The evaluation of type III secretion apparatus components as subunit vaccine candidates against Shigella and Salmonella infection in mice.

摘要

Scope and method of study. This study focuses on the assessment of the translocators of the type III secretion system (TTSS) as protective antigens against Shigella and Salmonella infections in mice. Mice were given intramuscular and intranasal subunit vaccines formulated using extracellular components of the TTSA and various adjuvants.
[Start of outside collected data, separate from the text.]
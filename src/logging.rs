/*
 * SPDX-License-Identifier: GPL-3.0-or-later
 * More licensing information can be found in the project LICENSE file
 * Author: Harshit Jain
 * Email: reach@harsh1998.dev
 */
use crate::config::Config;
use crate::error::AppError;
use chrono::Local;
use env_logger::{Builder, Env, Target};
use std::fs::{File, OpenOptions};
use std::io::{self, Write};

/// Log sink: every formatted record goes to stderr and, when configured, is
/// appended to the log file as well.
pub struct LogSink {
    file: Option<File>,
}

impl LogSink {
    pub fn new(file: Option<File>) -> Self {
        Self { file }
    }
}

impl Write for LogSink {
    fn write(&mut self, buf: &[u8]) -> io::Result<usize> {
        self.write_all(buf)?;
        Ok(buf.len())
    }

    // Each record arrives as a single buffer; mirror it whole.
    fn write_all(&mut self, buf: &[u8]) -> io::Result<()> {
        io::stderr().lock().write_all(buf)?;
        if let Some(file) = self.file.as_mut() {
            file.write_all(buf)?;
        }
        Ok(())
    }

    fn flush(&mut self) -> io::Result<()> {
        io::stderr().flush()?;
        if let Some(file) = self.file.as_mut() {
            file.flush()?;
        }
        Ok(())
    }
}

/// Level used when `RUST_LOG` is unset.
pub fn default_level(config: &Config) -> &'static str {
    if config.verbose() {
        "debug"
    } else if config.quiet() {
        "error"
    } else {
        "info"
    }
}

/// Installs the global logger. `env_logger` serializes writes to the pipe
/// target, so lines from concurrent requests never interleave.
pub fn init_logging(config: &Config) -> Result<(), AppError> {
    let file = match config.log_file() {
        Some(path) => Some(
            OpenOptions::new()
                .create(true)
                .append(true)
                .open(path)
                .map_err(|e| {
                    AppError::Config(format!("cannot open log file {}: {e}", path.display()))
                })?,
        ),
        None => None,
    };

    let level = default_level(config);
    Builder::from_env(Env::default().default_filter_or(level))
        .format(|buf, record| {
            writeln!(
                buf,
                "[{} {:<5}] {}",
                Local::now().format("%Y-%m-%d %H:%M:%S%.3f"),
                record.level(),
                record.args()
            )
        })
        .target(Target::Pipe(Box::new(LogSink::new(file))))
        .try_init()
        .map_err(|e| AppError::Config(format!("logger already initialised: {e}")))?;

    log::debug!("Log level set to: {level}");
    Ok(())
}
In Experiment 2 purified MxiH (needle), IpaD (tip protein) and IpaB (tip-associated translocator protein) were targeted in Shigella immunizations and in immunizations using purified Salmonella homologues, PrgI (needle), SipD (tip protein), and SipB (tip-associated translocator protein). Intramuscular immunizations were formulated with Freund's adjuvant, Freund's Incomplete Adjuvant, and Monophosphoryl lipid A (MPL). Intranasal immunizations were formulated with cholera toxin (CT), MPL and MPL with chitosan. Experiment 3 focused on using the TTSS needle tip proteins as vaccine components. IpaB and IpaD were used with MPL and AH as antigens for Shigella intramuscular immunizations. SipB, the SipB/SicA complex, and a SipB fragment with SipD were used with MPL and AH in Salmonella intramuscular vaccines and with double mutant heat-labile toxin (dmLT) for intranasal vaccines. Mice receiving Shigella vaccines were challenged intranasally with Shigella strain 2457T. Mice given Salmonella vaccines were challenged ororgastrically with Salmonella strain SL1344. Mice were monitored for up to two weeks post challenge.;Findings and conclusions. Experiment 2 offers two possible vaccine insights. First, the proteins PrgI, SipD and SipB with MPL and AH may provide protection against Salmonella infection when administered intramuscularly. Second, MxiH, IpaD and IpaB may provide protection when administered intranasally with CT as the adjuvant. Findings for Experiment 3 offer further understanding by using tip proteins as vaccine components. IpaD and IpaB in combination with MPL and AH appear to validate that protection against shigellosis may be possible with an intramuscular vaccine. Furthermore, the Salmonella SipB-SicA complex and SipD administered intranasally with dmLT may provide protection against Salmonella infection.